In July, the situation was escalated when Eric’s parents contacted paleontologist Dr. Alan Grant through his assistant Billy Brennan under the guise of a rich couple who had been granted access to fly over the island. Grant and Brennan agreed to give the Kirbys a tour of the island from the air, but were instead drawn into an unsanctioned rescue operation to extract Eric from Isla Sorna. They were accompanied by a group of three mercenaries hired by the Kirbys. All three mercenaries died during the incident.

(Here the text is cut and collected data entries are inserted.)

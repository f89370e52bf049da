//! Records returned by the search source.

use serde::{Deserialize, Serialize};
use std::fmt;

/// Which Serper endpoint to query
#[derive(Debug, Clone, Copy, PartialEq, Eq)]
pub enum SearchKind {
    Places,
    News,
    Images,
}

impl SearchKind {
    /// Path segment appended to the base URL
    pub fn path(&self) -> &'static str {
        match self {
            SearchKind::Places => "places",
            SearchKind::News => "news",
            SearchKind::Images => "images",
        }
    }
}

impl fmt::Display for SearchKind {
    fn fmt(&self, f: &mut fmt::Formatter<'_>) -> fmt::Result {
        f.write_str(self.path())
    }
}

/// A point of interest at the destination
#[derive(Debug, Clone, PartialEq, Serialize, Deserialize)]
pub struct Attraction {
    #[serde(alias = "title", default)]
    pub name: String,
    #[serde(default)]
    pub rating: Option<f64>,
    #[serde(alias = "ratingCount", alias = "reviewsCount", default)]
    pub reviews: Option<u64>,
    #[serde(default)]
    pub address: String,
    #[serde(default)]
    pub description: String,
}

/// A recent headline about the destination
#[derive(Debug, Clone, PartialEq, Serialize, Deserialize)]
pub struct NewsItem {
    #[serde(default)]
    pub title: String,
    #[serde(default)]
    pub link: String,
    #[serde(default)]
    pub date: String,
    #[serde(default)]
    pub source: String,
}

/// A destination photo with display metadata
#[derive(Debug, Clone, PartialEq, Serialize, Deserialize)]
pub struct DestinationImage {
    pub url: String,
    pub title: String,
    pub source: String,
    pub date: String,
    pub photographer: String,
    pub description: String,
    pub tags: String,
    /// Trivia shown next to Paris images
    #[serde(default, skip_serializing_if = "Vec::is_empty")]
    pub facts: Vec<String>,
}

// Raw response envelopes

#[derive(Debug, Deserialize)]
pub(crate) struct PlacesResponse {
    #[serde(default)]
    pub places: Vec<Attraction>,
}

#[derive(Debug, Deserialize)]
pub(crate) struct NewsResponse {
    #[serde(default)]
    pub news: Vec<NewsItem>,
}

#[derive(Debug, Deserialize)]
pub(crate) struct ImagesResponse {
    #[serde(default)]
    pub images: Vec<RawImage>,
}

#[derive(Debug, Deserialize)]
#[serde(rename_all = "camelCase")]
pub(crate) struct RawImage {
    pub image_url: Option<String>,
    pub title: Option<String>,
    pub source: Option<String>,
    pub date: Option<String>,
}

On July 20, the remaining civilians were removed from Isla Sorna by the United States Armed Forces.

Most of the incident’s timeline is gathered from Eric Kirby’s autobiographical book Survivor, though many of the significant events experienced by Eric were censored by order of government officials bribed by representatives from Masrani Global Corporation. For example, Eric and the other civilians encountered de-extinct life that had been created on the island between 1998 and 1999 in violation of the 1997 Gene Guard Act. Mentions of these animal species, with the exception of a single mention of Ankylosaurus, were removed from official records until years later. Survivor is considered a mostly reliable record of Eric’s experiences, but may not be completely accurate.

Background

Between the years of 1985 and 1993, International Genetic Technologies performed de-extinction research on several Costa Rican islands including Isla Sorna. The first animal to be brought back from extinction, a Triceratops, was cloned in 1986. This research was carried out in secret to avoid government oversight and to protect trade secrets from rival companies. A theme park called Jurassic Park was constructed on Isla Nublar, located east of Isla Sorna closer to the Costa Rican mainland, after the original San Diego location was abandoned.

On June 11, 1993, the as-of-yet-incomplete Park was toured by a small interest group put together by the InGen Board of Directors and CEO John Hammond. This endorsement tour group included prominent American scientists Drs. Alan Grant, Ellie Sattler, and Ian Malcolm. During the tour, a disgruntled employee sabotaged the Park’s computer systems in order to steal trade secrets, setting off a chain of events that resulted in the deaths of several InGen employees and the ultimate failure of the Park. Later that year, the Site B facility on Isla Sorna was also abandoned. Despite the existence of a contingency plan to kill off abandoned animals by depriving them of essential amino acids, the animals survived due to poor planning on InGen’s part as the contingency failed almost immediately.

By 1997, InGen had been on the verge of Chapter 11 bankruptcy for four years. That year, the Board deposed Hammond as CEO and President, appointing Peter Ludlow in his place. Ludlow enacted a plan to utilize surviving assets from Isla Sorna to complete the original Jurassic Park facility in San Diego. Hammond sent his own team to sabotage this effort. The fallout of these two teams resulted in the San Diego incident of 1997, which revealed the existence of de-extinction to the general public. While many people considered de-extinction to be a worrying development, it was a source of fascination to others. The general public lost interest in traditional paleontology in favor of studying InGen’s animals, and though the United Nations restricted air and water travel to Isla Sorna, there were still those who attempted to reach it. InGen itself, meanwhile, fell into disarray and was bought by Masrani Global Corporation in 1998.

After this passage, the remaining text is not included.